Fig. 3.

PFA epithelial zones are comprised of progenitor-like and ependyma-differentiated cells. (A) Representative section showing spatial distribution of PFA epithelial zone subclusters. (B) Representative sections indicating colocalization of UEC-A, TEC and CEC subclusters with PFA histological features (white arrow = hypercellularity; true ependymal rosettes and epithelial differentiation = black arrow). (C) Pseudotime trajectories of PFA neoplastic cells with directionality designated by setting UEC-A as the starting cluster. (D) Cell cycle phase fractions in PFA neoplastic and non-neoplastic subclusters. (E) Representative dual IHC staining showing colocalization of UEC-A marker COL9A2 and mitosis marker Ki-67 in PFA. (F) Association of ST spot clusters with progression in PFA patients.
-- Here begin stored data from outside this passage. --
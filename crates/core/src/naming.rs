//! Item name sanitization.
//!
//! Item names become path components of every artifact in the chain
//! (`{name}_summary.txt`, `{name}.png`, ...), so they are reduced to a
//! filesystem-safe token before any path is constructed.

use crate::error::CoreError;

/// Maximum length of an item name.
const MAX_NAME_LEN: usize = 128;

/// Reduce an item name to a filesystem-safe token.
///
/// Rules:
/// - Leading/trailing whitespace is trimmed.
/// - Must not be empty and must not exceed `MAX_NAME_LEN` characters.
/// - Alphanumeric, hyphen, underscore, and dot characters pass through;
///   everything else becomes a hyphen.
/// - A leading dot becomes a hyphen (no hidden files).
/// - Must retain at least one alphanumeric character.
pub fn sanitize_name(name: &str) -> Result<String, CoreError> {
    let trimmed = name.trim();
    if trimmed.is_empty() {
        return Err(CoreError::Validation(
            "Item name must not be empty".to_string(),
        ));
    }
    if trimmed.chars().count() > MAX_NAME_LEN {
        return Err(CoreError::Validation(format!(
            "Item name must not exceed {MAX_NAME_LEN} characters"
        )));
    }

    let mut out: String = trimmed
        .chars()
        .map(|c| {
            if c.is_alphanumeric() || matches!(c, '-' | '_' | '.') {
                c
            } else {
                '-'
            }
        })
        .collect();

    if !out.chars().any(|c| c.is_alphanumeric()) {
        return Err(CoreError::Validation(
            "Item name must contain at least one alphanumeric character".to_string(),
        ));
    }

    if out.starts_with('.') {
        out.replace_range(..1, "-");
    }

    Ok(out)
}
//! Cascade engine behavior against a real (temp) artifact store and
//! call-recording fake generators.

use std::path::{Path, PathBuf};
use std::sync::{Arc, Mutex};
use std::time::{Duration, SystemTime};

use async_trait::async_trait;
use tessera_core::IconStatus;
use tessera_events::EventBus;
use tessera_genai::{GenError, ImageSynthesizer, TextGenerator};
use tessera_pipeline::{Cascade, PipelineError, Stage};
use tessera_store::{ProcessPatch, StateStore};

/// 1x1 transparent PNG; small but decodes as a real image.
const PNG_1X1: &[u8] = &[
    0x89, 0x50, 0x4e, 0x47, 0x0d, 0x0a, 0x1a, 0x0a, 0x00, 0x00, 0x00, 0x0d, 0x49, 0x48, 0x44,
    0x52, 0x00, 0x00, 0x00, 0x01, 0x00, 0x00, 0x00, 0x01, 0x08, 0x06, 0x00, 0x00, 0x00, 0x1f,
    0x15, 0xc4, 0x89, 0x00, 0x00, 0x00, 0x0d, 0x49, 0x44, 0x41, 0x54, 0x78, 0xda, 0x63, 0x64,
    0x60, 0xf8, 0x5f, 0x0f, 0x00, 0x02, 0x87, 0x01, 0x80, 0xeb, 0x47, 0xba, 0x92, 0x00, 0x00,
    0x00, 0x00, 0x49, 0x45, 0x4e, 0x44, 0xae, 0x42, 0x60, 0x82,
];

#[derive(Default)]
struct RecordingText {
    calls: Mutex<Vec<String>>,
}

#[async_trait]
impl TextGenerator for RecordingText {
    async fn complete(&self, prompt: &str) -> Result<String, GenError> {
        self.calls.lock().unwrap().push(prompt.to_string());
        if prompt.contains("app icon") {
            Ok("A chunky 3D isometric vintage radio".to_string())
        } else {
            Ok("A tiny summary of the app.".to_string())
        }
    }
}

impl RecordingText {
    fn calls(&self) -> Vec<String> {
        self.calls.lock().unwrap().clone()
    }

    fn reset(&self) {
        self.calls.lock().unwrap().clear();
    }
}

#[derive(Default)]
struct RecordingImage {
    generate_calls: Mutex<Vec<PathBuf>>,
    remove_calls: Mutex<Vec<(PathBuf, PathBuf)>>,
    fail_generate: bool,
    /// When set, `remove_background` asserts this canonical path does
    /// not exist yet; readiness must flip only on the final rename.
    expect_absent_during_remove: Mutex<Option<PathBuf>>,
}

#[async_trait]
impl ImageSynthesizer for RecordingImage {
    async fn generate(&self, _prompt: &str, output: &Path) -> Result<(), GenError> {
        self.generate_calls.lock().unwrap().push(output.to_path_buf());
        if self.fail_generate {
            // Leave a partial file behind, like a tool dying mid-write.
            std::fs::write(output, b"partial").unwrap();
            return Err(GenError::Failed {
                status: 1,
                stderr: "render backend unavailable".to_string(),
            });
        }
        std::fs::write(output, PNG_1X1).unwrap();
        Ok(())
    }

    async fn remove_background(&self, input: &Path, output: &Path) -> Result<(), GenError> {
        self.remove_calls
            .lock()
            .unwrap()
            .push((input.to_path_buf(), output.to_path_buf()));
        if let Some(canonical) = self.expect_absent_during_remove.lock().unwrap().as_ref() {
            assert!(
                !canonical.exists(),
                "final icon must not exist before the publish rename"
            );
            assert_ne!(output, canonical, "tool must write to a temp path");
        }
        std::fs::copy(input, output).unwrap();
        Ok(())
    }
}

struct Harness {
    _dir: tempfile::TempDir,
    store: Arc<StateStore>,
    events: Arc<EventBus>,
    text: Arc<RecordingText>,
    image: Arc<RecordingImage>,
    cascade: Cascade,
}

async fn harness_with_image(image: RecordingImage) -> Harness {
    let dir = tempfile::tempdir().unwrap();
    let store = Arc::new(StateStore::open(dir.path()).await.unwrap());
    let events = Arc::new(EventBus::default());
    let text = Arc::new(RecordingText::default());
    let image = Arc::new(image);
    let cascade = Cascade::new(
        store.clone(),
        events.clone(),
        text.clone(),
        image.clone(),
    );
    Harness {
        _dir: dir,
        store,
        events,
        text,
        image,
        cascade,
    }
}

async fn harness() -> Harness {
    harness_with_image(RecordingImage::default()).await
}

async fn track_process(h: &Harness, name: &str) {
    h.store
        .upsert_process(
            name,
            ProcessPatch {
                is_html: Some(true),
                ..Default::default()
            },
        )
        .await
        .unwrap();
}

#[tokio::test]
async fn fresh_run_generates_all_four_stages_in_order() {
    let h = harness().await;
    track_process(&h, "demo-app").await;

    assert!(!h.cascade.has_icon("demo-app"));
    assert!(h.cascade.needs_generation("demo-app"));

    let outcome = h.cascade.run("demo-app").await.unwrap();
    assert_eq!(
        outcome.ran,
        vec![Stage::Summary, Stage::Prompt, Stage::Raster, Stage::Final]
    );

    // One text call per text stage, one image call per image stage.
    let text_calls = h.text.calls();
    assert_eq!(text_calls.len(), 2);
    assert!(text_calls[0].contains("Process name: demo-app"));
    assert!(text_calls[1].contains("app icon"));
    assert_eq!(h.image.generate_calls.lock().unwrap().len(), 1);
    assert_eq!(h.image.remove_calls.lock().unwrap().len(), 1);

    // Artifacts exist under the naming convention.
    let data = h.store.data_dir();
    let summary = std::fs::read_to_string(data.join("demo-app_summary.txt")).unwrap();
    assert_eq!(summary, "A tiny summary of the app.");
    let prompt = std::fs::read_to_string(data.join("demo-app_icon_prompt.txt")).unwrap();
    assert!(prompt.starts_with("A chunky 3D isometric vintage radio"));
    assert!(prompt.contains("MANDATORY REQUIREMENTS"));
    assert!(h.store.icons_dir().join("demo-app.jpg").exists());
    assert!(h.store.icons_dir().join("demo-app.png").exists());

    assert!(h.cascade.has_icon("demo-app"));
    assert!(!h.cascade.needs_generation("demo-app"));

    // Store mirrors the summary and the readiness flag.
    let record = h.store.get_process("demo-app").await.unwrap();
    assert_eq!(record.description.as_deref(), Some("A tiny summary of the app."));
    assert_eq!(record.icon_status, IconStatus::Ready);
    assert!(record.icon_path.is_some());

    // summary.generated + icon.ready both bumped the change version.
    assert!(h.events.change_version() >= 2);
}

#[tokio::test]
async fn second_run_is_idempotent() {
    let h = harness().await;
    track_process(&h, "demo-app").await;

    h.cascade.run("demo-app").await.unwrap();
    h.text.reset();
    h.image.generate_calls.lock().unwrap().clear();
    h.image.remove_calls.lock().unwrap().clear();

    let outcome = h.cascade.run("demo-app").await.unwrap();

    assert!(!outcome.generated_any());
    assert!(h.text.calls().is_empty());
    assert!(h.image.generate_calls.lock().unwrap().is_empty());
    assert!(h.image.remove_calls.lock().unwrap().is_empty());
}

#[tokio::test]
async fn deleting_prompt_cascades_downstream_only() {
    let h = harness().await;
    track_process(&h, "demo-app").await;
    h.cascade.run("demo-app").await.unwrap();

    let summary_path = h.store.data_dir().join("demo-app_summary.txt");
    let summary_before = std::fs::read_to_string(&summary_path).unwrap();
    std::fs::remove_file(h.store.data_dir().join("demo-app_icon_prompt.txt")).unwrap();
    h.text.reset();
    h.image.generate_calls.lock().unwrap().clear();
    h.image.remove_calls.lock().unwrap().clear();

    let outcome = h.cascade.run("demo-app").await.unwrap();

    assert_eq!(outcome.ran, vec![Stage::Prompt, Stage::Raster, Stage::Final]);
    assert!(!outcome.ran_stage(Stage::Summary));

    // The summary generator was not consulted again.
    let text_calls = h.text.calls();
    assert_eq!(text_calls.len(), 1);
    assert!(text_calls[0].contains("app icon"));
    assert_eq!(std::fs::read_to_string(&summary_path).unwrap(), summary_before);

    assert_eq!(h.image.generate_calls.lock().unwrap().len(), 1);
    assert_eq!(h.image.remove_calls.lock().unwrap().len(), 1);
}

#[tokio::test]
async fn raster_failure_leaves_upstream_intact() {
    let h = harness_with_image(RecordingImage {
        fail_generate: true,
        ..Default::default()
    })
    .await;
    track_process(&h, "demo-app").await;

    let err = h.cascade.run("demo-app").await.unwrap_err();
    assert!(matches!(
        err,
        PipelineError::Generator {
            stage: Stage::Raster,
            ..
        }
    ));
    assert_eq!(err.stage(), Some(Stage::Raster));

    // Stages 1-2 published, nothing downstream.
    assert!(h.store.data_dir().join("demo-app_summary.txt").exists());
    assert!(h.store.data_dir().join("demo-app_icon_prompt.txt").exists());
    assert!(!h.store.icons_dir().join("demo-app.jpg").exists());
    assert!(!h.store.icons_dir().join("demo-app.png").exists());
    assert!(!h.cascade.has_icon("demo-app"));

    let record = h.store.get_process("demo-app").await.unwrap();
    assert_eq!(record.icon_status, IconStatus::Failed);

    // The half-written temp file was cleaned up with the failure.
    assert_eq!(std::fs::read_dir(h.store.icons_dir()).unwrap().count(), 0);

    // No permanent failure marker: a later run still regenerates.
    assert!(h.cascade.needs_generation("demo-app"));
}

#[tokio::test]
async fn touched_summary_cascades_downstream_only() {
    let h = harness().await;
    track_process(&h, "demo-app").await;
    h.cascade.run("demo-app").await.unwrap();

    h.text.reset();
    h.image.generate_calls.lock().unwrap().clear();
    h.image.remove_calls.lock().unwrap().clear();

    // Re-stamp the summary strictly newer than everything downstream.
    let summary_path = h.store.data_dir().join("demo-app_summary.txt");
    std::fs::File::options()
        .write(true)
        .open(&summary_path)
        .unwrap()
        .set_modified(SystemTime::now() + Duration::from_secs(60))
        .unwrap();

    let outcome = h.cascade.run("demo-app").await.unwrap();

    assert_eq!(outcome.ran, vec![Stage::Prompt, Stage::Raster, Stage::Final]);
    assert!(!outcome.ran_stage(Stage::Summary));

    // The summary generator was not consulted; only the icon
    // description was regenerated, then the image stages reran.
    let text_calls = h.text.calls();
    assert_eq!(text_calls.len(), 1);
    assert!(text_calls[0].contains("app icon"));
    assert_eq!(h.image.generate_calls.lock().unwrap().len(), 1);
    assert_eq!(h.image.remove_calls.lock().unwrap().len(), 1);
}

#[tokio::test]
async fn readiness_flips_only_on_final_rename() {
    let h = harness().await;
    track_process(&h, "demo-app").await;

    let canonical = h.store.icons_dir().join("demo-app.png");
    *h.image.expect_absent_during_remove.lock().unwrap() = Some(canonical.clone());

    h.cascade.run("demo-app").await.unwrap();

    assert!(canonical.exists());
    assert!(h.cascade.has_icon("demo-app"));

    // No temp files left behind in either artifact directory.
    for dir in [h.store.data_dir(), h.store.icons_dir()] {
        for entry in std::fs::read_dir(dir).unwrap() {
            let name = entry.unwrap().file_name();
            assert!(
                !name.to_string_lossy().contains(".tmp."),
                "leftover temp file: {name:?}"
            );
        }
    }
}

#[tokio::test]
async fn generator_writes_to_temp_never_canonical() {
    let h = harness().await;
    track_process(&h, "demo-app").await;
    h.cascade.run("demo-app").await.unwrap();

    let canonical_raster = h.store.icons_dir().join("demo-app.jpg");
    for path in h.image.generate_calls.lock().unwrap().iter() {
        assert_ne!(path, &canonical_raster);
        assert_eq!(path.extension().and_then(|e| e.to_str()), Some("jpg"));
    }
}

#[tokio::test]
async fn undecodable_raster_is_rejected() {
    #[derive(Default)]
    struct GarbageImage;

    #[async_trait]
    impl ImageSynthesizer for GarbageImage {
        async fn generate(&self, _prompt: &str, output: &Path) -> Result<(), GenError> {
            std::fs::write(output, b"not an image").unwrap();
            Ok(())
        }

        async fn remove_background(&self, _: &Path, _: &Path) -> Result<(), GenError> {
            panic!("must not reach background removal");
        }
    }

    let dir = tempfile::tempdir().unwrap();
    let store = Arc::new(StateStore::open(dir.path()).await.unwrap());
    store
        .upsert_process("demo-app", ProcessPatch::default())
        .await
        .unwrap();
    let cascade = Cascade::new(
        store.clone(),
        Arc::new(EventBus::default()),
        Arc::new(RecordingText::default()),
        Arc::new(GarbageImage),
    );

    let err = cascade.run("demo-app").await.unwrap_err();
    assert!(matches!(
        err,
        PipelineError::Generator {
            stage: Stage::Raster,
            source: GenError::UnusableOutput(_),
        }
    ));
    assert!(!store.icons_dir().join("demo-app.jpg").exists());
}

#[tokio::test]
async fn untracked_name_is_not_found() {
    let h = harness().await;
    let err = h.cascade.run("ghost").await.unwrap_err();
    assert!(matches!(err, PipelineError::NotFound(_)));
}

#[tokio::test]
async fn website_cascade_uses_url_prompt() {
    let h = harness().await;
    h.store
        .add_website("docs", "https://docs.example.com")
        .await
        .unwrap();

    let outcome = h.cascade.run("docs").await.unwrap();
    assert_eq!(outcome.ran.len(), 4);

    let text_calls = h.text.calls();
    assert!(text_calls[0].contains("https://docs.example.com"));

    let record = h.store.get_website("docs").await.unwrap();
    assert_eq!(record.description.as_deref(), Some("A tiny summary of the app."));
    assert_eq!(record.icon_status, IconStatus::Ready);
    assert!(h.cascade.has_icon("docs"));
}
Bulk-tumor gene expression profiles from 40 PFA at initial presentation were categorized into those that were either non-progressive (n = 13) or progressive (n = 27) at 5 years follow-up. Differentially expressed genes between progressive and non-progressive (P < .05) were subjected to enrichment analysis for ST spot cluster markers (top 50). Values shown are hypergeometric analysis marker geneset enrichment P-values (−log10). CEC, ciliated EPN cells; TEC, transportive EPN cells; UEC, undifferentiated EPN cells; MEC, mesenchymal EPN cells.